If an employee seeks benefits for a work-related injury but has previously suffered medical ailments outside work, an insurer will likely point to the pre-existing condition to show the permanent condition was not caused by the Massachusetts workplace injury. A Massachusetts Reviewing Board decision (Bd. No. 019236-10) analyzed this scenario recently. The employee was severely injured after an attack by a patient. The worker was punched in the head, knocked down, and repeatedly kicked in his abdomen and chest until he passed out. He received medical treatment following the accident, but he still requires care for a fractured right lower leg, deep vein thrombosis (DVT) in his right leg, chronic lower leg pain and instability, and chronic lumbosacral pain. The employee has not been able to return to work since his injury.
At the first hearing, the worker was awarded permanent and total incapacity benefits (§ 34) from the date of the injury onward. The administrative judge found the injured employee’s neck pain, right knee injury, fractured fibula, DVT, and ankle pain were all caused by the workplace incident. The judge specifically found the employee’s long-term, pre-existing seizure and degenerative arthritis disorders did not worsen because of the injury and did not cause or add to any of the incapacity.
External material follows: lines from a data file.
//! InMemoryModelStore - HashMap-backed document store.

use std::collections::HashMap;
use std::sync::{Arc, RwLock, RwLockReadGuard, RwLockWriteGuard};

use super::{document_key, Model, ModelError, ModelStore, Versioned, WriteBatch, WriteKind};

/// Internal stored representation of a model.
struct StoredModel {
    bytes: Vec<u8>,
    version: u64,
}

/// In-memory model store backed by a HashMap.
///
/// Storage key is `"COLLECTION:id"`. Clone-friendly via Arc: every clone
/// shares the same documents, so one handle opened at startup can be handed
/// to each service.
#[derive(Clone)]
pub struct InMemoryModelStore {
    storage: Arc<RwLock<HashMap<String, StoredModel>>>,
}

impl Default for InMemoryModelStore {
    fn default() -> Self {
        Self::new()
    }
}

impl InMemoryModelStore {
    /// Create a new empty model store.
    pub fn new() -> Self {
        Self {
            storage: Arc::new(RwLock::new(HashMap::new())),
        }
    }

    /// Number of documents across all collections.
    pub fn len(&self) -> Result<usize, ModelError> {
        Ok(self.read()?.len())
    }

    pub fn is_empty(&self) -> Result<bool, ModelError> {
        Ok(self.read()?.is_empty())
    }

    fn read(&self) -> Result<RwLockReadGuard<'_, HashMap<String, StoredModel>>, ModelError> {
        self.storage
            .read()
            .map_err(|_| ModelError::Storage("lock poisoned".into()))
    }

    fn write(&self) -> Result<RwLockWriteGuard<'_, HashMap<String, StoredModel>>, ModelError> {
        self.storage
            .write()
            .map_err(|_| ModelError::Storage("lock poisoned".into()))
    }
}

impl ModelStore for InMemoryModelStore {
    fn get_model<M: Model>(&self, id: &str) -> Result<Option<Versioned<M>>, ModelError> {
        let key = document_key(M::COLLECTION, id);
        let storage = self.read()?;

        match storage.get(&key) {
            Some(stored) => {
                let data: M = serde_json::from_slice(&stored.bytes)?;
                Ok(Some(Versioned {
                    data,
                    version: stored.version,
                }))
            }
            None => Ok(None),
        }
    }

    fn save_model<M: Model>(&self, model: &M) -> Result<Versioned<M>, ModelError> {
        let key = document_key(M::COLLECTION, model.id());
        let bytes = serde_json::to_vec(model)?;

        let mut storage = self.write()?;
        let new_version = storage.get(&key).map(|s| s.version + 1).unwrap_or(1);
        storage.insert(
            key,
            StoredModel {
                bytes,
                version: new_version,
            },
        );

        Ok(Versioned {
            data: model.clone(),
            version: new_version,
        })
    }

    fn insert_model<M: Model>(&self, model: &M) -> Result<Versioned<M>, ModelError> {
        let key = document_key(M::COLLECTION, model.id());
        let bytes = serde_json::to_vec(model)?;

        let mut storage = self.write()?;
        if let Some(existing) = storage.get(&key) {
            return Err(ModelError::ConcurrencyConflict {
                collection: M::COLLECTION.to_string(),
                id: model.id().to_string(),
                expected: 0,
                actual: existing.version,
            });
        }

        storage.insert(key, StoredModel { bytes, version: 1 });

        Ok(Versioned {
            data: model.clone(),
            version: 1,
        })
    }

    fn update_model<M: Model>(
        &self,
        model: &M,
        expected_version: u64,
    ) -> Result<Versioned<M>, ModelError> {
        let batch = WriteBatch::new().update(model, expected_version)?;
        self.commit(batch)?;

        Ok(Versioned {
            data: model.clone(),
            version: expected_version + 1,
        })
    }

    fn delete_model<M: Model>(&self, id: &str) -> Result<bool, ModelError> {
        let key = document_key(M::COLLECTION, id);
        let mut storage = self.write()?;
        Ok(storage.remove(&key).is_some())
    }

    fn find_models<M: Model>(
        &self,
        predicate: &dyn Fn(&M) -> bool,
    ) -> Result<Vec<Versioned<M>>, ModelError> {
        let storage = self.read()?;

        let prefix = format!("{}:", M::COLLECTION);
        let mut results = Vec::new();

        for (key, stored) in storage.iter() {
            if key.starts_with(&prefix) {
                let data: M = serde_json::from_slice(&stored.bytes)?;
                if predicate(&data) {
                    results.push(Versioned {
                        data,
                        version: stored.version,
                    });
                }
            }
        }

        Ok(results)
    }

    fn commit(&self, batch: WriteBatch) -> Result<(), ModelError> {
        let mut storage = self.write()?;

        // Validate every write against the current state plus earlier writes
        // of the same batch before touching anything.
        let mut staged: HashMap<String, u64> = HashMap::new();
        let mut keyed = Vec::with_capacity(batch.len());
        for write in batch.into_writes() {
            let key = write.key();
            let current = staged
                .get(&key)
                .copied()
                .or_else(|| storage.get(&key).map(|s| s.version));

            let new_version = match (write.kind, current) {
                (WriteKind::Insert, None) => 1,
                (WriteKind::Insert, Some(actual)) => {
                    return Err(ModelError::ConcurrencyConflict {
                        collection: write.collection.to_string(),
                        id: write.id,
                        expected: 0,
                        actual,
                    });
                }
                (WriteKind::Update { .. }, None) => {
                    return Err(ModelError::NotFound {
                        collection: write.collection.to_string(),
                        id: write.id,
                    });
                }
                (WriteKind::Update { expected_version }, Some(actual)) => {
                    if actual != expected_version {
                        return Err(ModelError::ConcurrencyConflict {
                            collection: write.collection.to_string(),
                            id: write.id,
                            expected: expected_version,
                            actual,
                        });
                    }
                    actual + 1
                }
            };

            staged.insert(key.clone(), new_version);
            keyed.push((key, write.bytes, new_version));
        }

        for (key, bytes, version) in keyed {
            storage.insert(key, StoredModel { bytes, version });
        }

        Ok(())
    }
}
The employee’s injuries were so aggravated by the time of the second hearing that he could only stand for five to 10 minutes at a time, sit for 10 to 15 minutes at a time, and walk for 10 to 15 minutes at a time. Despite the use of a cane, his knee and leg would give out, causing him to frequently fall. The intensity of the pain also meant he suffered from interrupted sleep. In his findings on the second hearing, the judge relied upon the opinion provided by the impartial medical examiner (IME), reiterating his findings from the first hearing. The insurer appealed, raising three issues. It felt the judge improperly relied upon the IME’s opinion to find a permanent and total disability because the IME referred to the employee’s back and seizure conditions in reaching his opinion. Since the judge specifically found the § 34 benefits were NOT related to the industrial accident, the insurer argued this was inconsistent and should be thrown out.